Action item: Compute how many lines in the data below contain "MAPxx"; answer only with that number.
*** Block opens ***
//! Serialises a populated [`GeometryArena`] into an in-memory PWAD image:
//! fixed-width records written by hand via `byteorder`, since the arena
//! holds owned [`util::Id8`] names rather than `#[repr(C)]` byte arrays and
//! so has no single struct to transmute. The BSP-derived lumps (SEGS,
//! SSECTORS, NODES, REJECT, BLOCKMAP) are emitted as empty placeholders for
//! a later node-builder pass to fill in.

use byteorder::{LittleEndian, WriteBytesExt};
use util::Id8;

use super::GeometryArena;

const NUM_LUMPS: u32 = 11;
const HEADER_LEN: u32 = 12;
const DIR_ENTRY_LEN: u32 = 16;
/// `12 + 11 * 16 = 188`: where the first lump payload begins.
const FIRST_LUMP_OFFSET: u32 = HEADER_LEN + NUM_LUMPS * DIR_ENTRY_LEN;

struct LumpEntry {
	filepos: u32,
	size: u32,
	name: Id8,
}

/// Builds the full PWAD byte image for `level_id` (used to name the `MAPxx`
/// marker lump as `level_id + 1`, zero-padded to two digits).
#[must_use]
pub fn write_wad(arena: &GeometryArena, level_id: u8) -> Vec<u8> {
	let things = encode_things(arena);
	let linedefs = encode_linedefs(arena);
	let sidedefs = encode_sidedefs(arena);
	let vertexes = encode_vertexes(arena);
	let sectors = encode_sectors(arena);

	let things_off = FIRST_LUMP_OFFSET;
	let linedefs_off = things_off + things.len() as u32;
	let sidedefs_off = linedefs_off + linedefs.len() as u32;
	let vertexes_off = sidedefs_off + sidedefs.len() as u32;
	let sectors_off = vertexes_off + vertexes.len() as u32;

	let map_name = Id8::new(&format!("MAP{:02}", level_id as u32 + 1));

	let entries = [
		LumpEntry { filepos: 0, size: 0, name: map_name },
		LumpEntry { filepos: things_off, size: things.len() as u32, name: Id8::new("THINGS") },
		LumpEntry { filepos: linedefs_off, size: linedefs.len() as u32, name: Id8::new("LINEDEFS") },
		LumpEntry { filepos: sidedefs_off, size: sidedefs.len() as u32, name: Id8::new("SIDEDEFS") },
		LumpEntry { filepos: vertexes_off, size: vertexes.len() as u32, name: Id8::new("VERTEXES") },
		LumpEntry { filepos: 0, size: 0, name: Id8::new("SEGS") },
		LumpEntry { filepos: 0, size: 0, name: Id8::new("SSECTORS") },
		LumpEntry { filepos: 0, size: 0, name: Id8::new("NODES") },
		LumpEntry { filepos: sectors_off, size: sectors.len() as u32, name: Id8::new("SECTORS") },
		LumpEntry { filepos: 0, size: 0, name: Id8::new("REJECT") },
		LumpEntry { filepos: 0, size: 0, name: Id8::new("BLOCKMAP") },
	];

	let capacity = sectors_off as usize + sectors.len();
	let mut out = Vec::with_capacity(capacity);

	out.extend_from_slice(b"PWAD");
	out.write_u32::<LittleEndian>(NUM_LUMPS).expect("writes to a Vec never fail");
	out.write_u32::<LittleEndian>(HEADER_LEN).expect("writes to a Vec never fail");

	for entry in &entries {
		out.write_u32::<LittleEndian>(entry.filepos).expect("writes to a Vec never fail");
		out.write_u32::<LittleEndian>(entry.size).expect("writes to a Vec never fail");
		out.extend_from_slice(&entry.name.to_bytes());
	}

	out.extend_from_slice(&things);
	out.extend_from_slice(&linedefs);
	out.extend_from_slice(&sidedefs);
	out.extend_from_slice(&vertexes);
	out.extend_from_slice(&sectors);

	out
}

/// 10 bytes/thing: x, y, angle, ednum, flags.
fn encode_things(arena: &GeometryArena) -> Vec<u8> {
	let mut buf = Vec::with_capacity(arena.things().len() * 10);
	for t in arena.things() {
		buf.write_i16::<LittleEndian>(t.x).expect("writes to a Vec never fail");
		buf.write_i16::<LittleEndian>(t.y).expect("writes to a Vec never fail");
		buf.write_u16::<LittleEndian>(t.angle).expect("writes to a Vec never fail");
		buf.write_u16::<LittleEndian>(t.ednum).expect("writes to a Vec never fail");
		buf.write_u16::<LittleEndian>(t.flags).expect("writes to a Vec never fail");
	}
	buf
}

/// 14 bytes/linedef: start, end, flags, special, tag, front side, back side.
fn encode_linedefs(arena: &GeometryArena) -> Vec<u8> {
	let mut buf = Vec::with_capacity(arena.lines().len() * 14);
	for l in arena.lines() {
		buf.write_u16::<LittleEndian>(l.start).expect("writes to a Vec never fail");
		buf.write_u16::<LittleEndian>(l.end).expect("writes to a Vec never fail");
		buf.write_u16::<LittleEndian>(l.flags.bits()).expect("writes to a Vec never fail");
		buf.write_u16::<LittleEndian>(l.special).expect("writes to a Vec never fail");
		buf.write_u16::<LittleEndian>(l.tag).expect("writes to a Vec never fail");
		buf.write_u16::<LittleEndian>(l.front_side).expect("writes to a Vec never fail");
		buf.write_u16::<LittleEndian>(l.back_side).expect("writes to a Vec never fail");
	}
	buf
}

/// 30 bytes/sidedef: x offset, y offset, upper, lower, middle, sector. The
/// vanilla wire format's texture order is upper/lower/middle, not the
/// upper/middle/lower order the arena's own `Sidedef` struct is declared in
/// (see `arena.rs`'s `SideTex`, which mirrors `add_side`'s argument order
/// instead of the on-disk layout).
fn encode_sidedefs(arena: &GeometryArena) -> Vec<u8> {
	let mut buf = Vec::with_capacity(arena.sides().len() * 30);
	for s in arena.sides() {
		buf.write_i16::<LittleEndian>(s.x_offset).expect("writes to a Vec never fail");
		buf.write_i16::<LittleEndian>(s.y_offset).expect("writes to a Vec never fail");
		buf.extend_from_slice(&s.upper.to_bytes());
		buf.extend_from_slice(&s.lower.to_bytes());
		buf.extend_from_slice(&s.middle.to_bytes());
		buf.write_u16::<LittleEndian>(s.sector).expect("writes to a Vec never fail");
	}
	buf
}

/// 4 bytes/vertex: x, y.
fn encode_vertexes(arena: &GeometryArena) -> Vec<u8> {
	let mut buf = Vec::with_capacity(arena.vertices().len() * 4);
	for v in arena.vertices() {
		buf.write_i16::<LittleEndian>(v.x).expect("writes to a Vec never fail");
		buf.write_i16::<LittleEndian>(v.y).expect("writes to a Vec never fail");
	}
	buf
}

/// 26 bytes/sector: floor height, ceiling height, floor flat, ceiling flat,
/// brightness, special, tag.
fn encode_sectors(arena: &GeometryArena) -> Vec<u8> {
	let mut buf = Vec::with_capacity(arena.sectors().len() * 26);
	for s in arena.sectors() {
		buf.write_i16::<LittleEndian>(s.floor_z).expect("writes to a Vec never fail");
		buf.write_i16::<LittleEndian>(s.ceiling_z).expect("writes to a Vec never fail");
		buf.extend_from_slice(&s.floor_flat.to_bytes());
		buf.extend_from_slice(&s.ceiling_flat.to_bytes());
		buf.write_u16::<LittleEndian>(s.brightness).expect("writes to a Vec never fail");
		buf.write_u16::<LittleEndian>(s.special).expect("writes to a Vec never fail");
		buf.write_u16::<LittleEndian>(s.tag).expect("writes to a Vec never fail");
	}
	buf
}

#[cfg(test)]
mod tests {
	use byteorder::ByteOrder;

	use super::*;
	use crate::level::{LineFlags, SideTex, Thing};

	#[test]
	fn header_and_directory_are_fixed_width() {
		let arena = GeometryArena::new();
		let wad = write_wad(&arena, 0);

		assert_eq!(&wad[0..4], b"PWAD");
		assert_eq!(LittleEndian::read_u32(&wad[4..8]), NUM_LUMPS);
		assert_eq!(LittleEndian::read_u32(&wad[8..12]), HEADER_LEN);
		assert_eq!(wad.len(), FIRST_LUMP_OFFSET as usize, "empty arena emits no payload bytes");
	}

	#[test]
	fn map_name_is_level_id_plus_one_zero_padded() {
		let arena = GeometryArena::new();
		let wad = write_wad(&arena, 0);
		let name = &wad[HEADER_LEN as usize + 8..HEADER_LEN as usize + 16];
		assert_eq!(&name[..5], b"MAP01");
	}

	#[test]
	fn placeholder_lumps_are_zero_size_with_zero_filepos() {
		let arena = GeometryArena::new();
		let wad = write_wad(&arena, 0);

		// SEGS is directory entry index 5 (0-based): MAPxx, THINGS, LINEDEFS,
		// SIDEDEFS, VERTEXES, SEGS.
		let entry_off = (HEADER_LEN + 5 * DIR_ENTRY_LEN) as usize;
		assert_eq!(LittleEndian::read_u32(&wad[entry_off..entry_off + 4]), 0);
		assert_eq!(LittleEndian::read_u32(&wad[entry_off + 4..entry_off + 8]), 0);
	}

	#[test]
	fn payload_offsets_chain_from_188() {
		let mut arena = GeometryArena::new();
		arena.add_thing(Thing { x: 32, y: -32, angle: 0, ednum: 1, flags: 0 });
		let v0 = arena.add_vertex(0, 0);
		let v1 = arena.add_vertex(64, 0);
		arena.add_line(v0, v1, SideTex::BLANK, SideTex::BLANK, 0, super::super::NO_SECTOR, LineFlags::BLOCKING, 0, 0, 0, 0);

		let wad = write_wad(&arena, 0);

		let things_entry = (HEADER_LEN + DIR_ENTRY_LEN) as usize;
		let things_filepos = LittleEndian::read_u32(&wad[things_entry..things_entry + 4]);
		assert_eq!(things_filepos, FIRST_LUMP_OFFSET);

		let linedefs_entry = things_entry + DIR_ENTRY_LEN as usize;
		let linedefs_filepos = LittleEndian::read_u32(&wad[linedefs_entry..linedefs_entry + 4]);
		assert_eq!(linedefs_filepos, FIRST_LUMP_OFFSET + 10);
	}

	#[test]
	fn sidedef_wire_order_is_upper_lower_middle() {
		let mut arena = GeometryArena::new();
		arena.add_side(SideTex { upper: "UP", middle: "MID", lower: "LOW" }, 0, 0, 0);
		let bytes = encode_sidedefs(&arena);
		assert_eq!(&bytes[4..6], b"UP");
		assert_eq!(&bytes[12..15], b"LOW");
		assert_eq!(&bytes[20..23], b"MID");
	}
}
*** Block closes ***
Expected answer: 2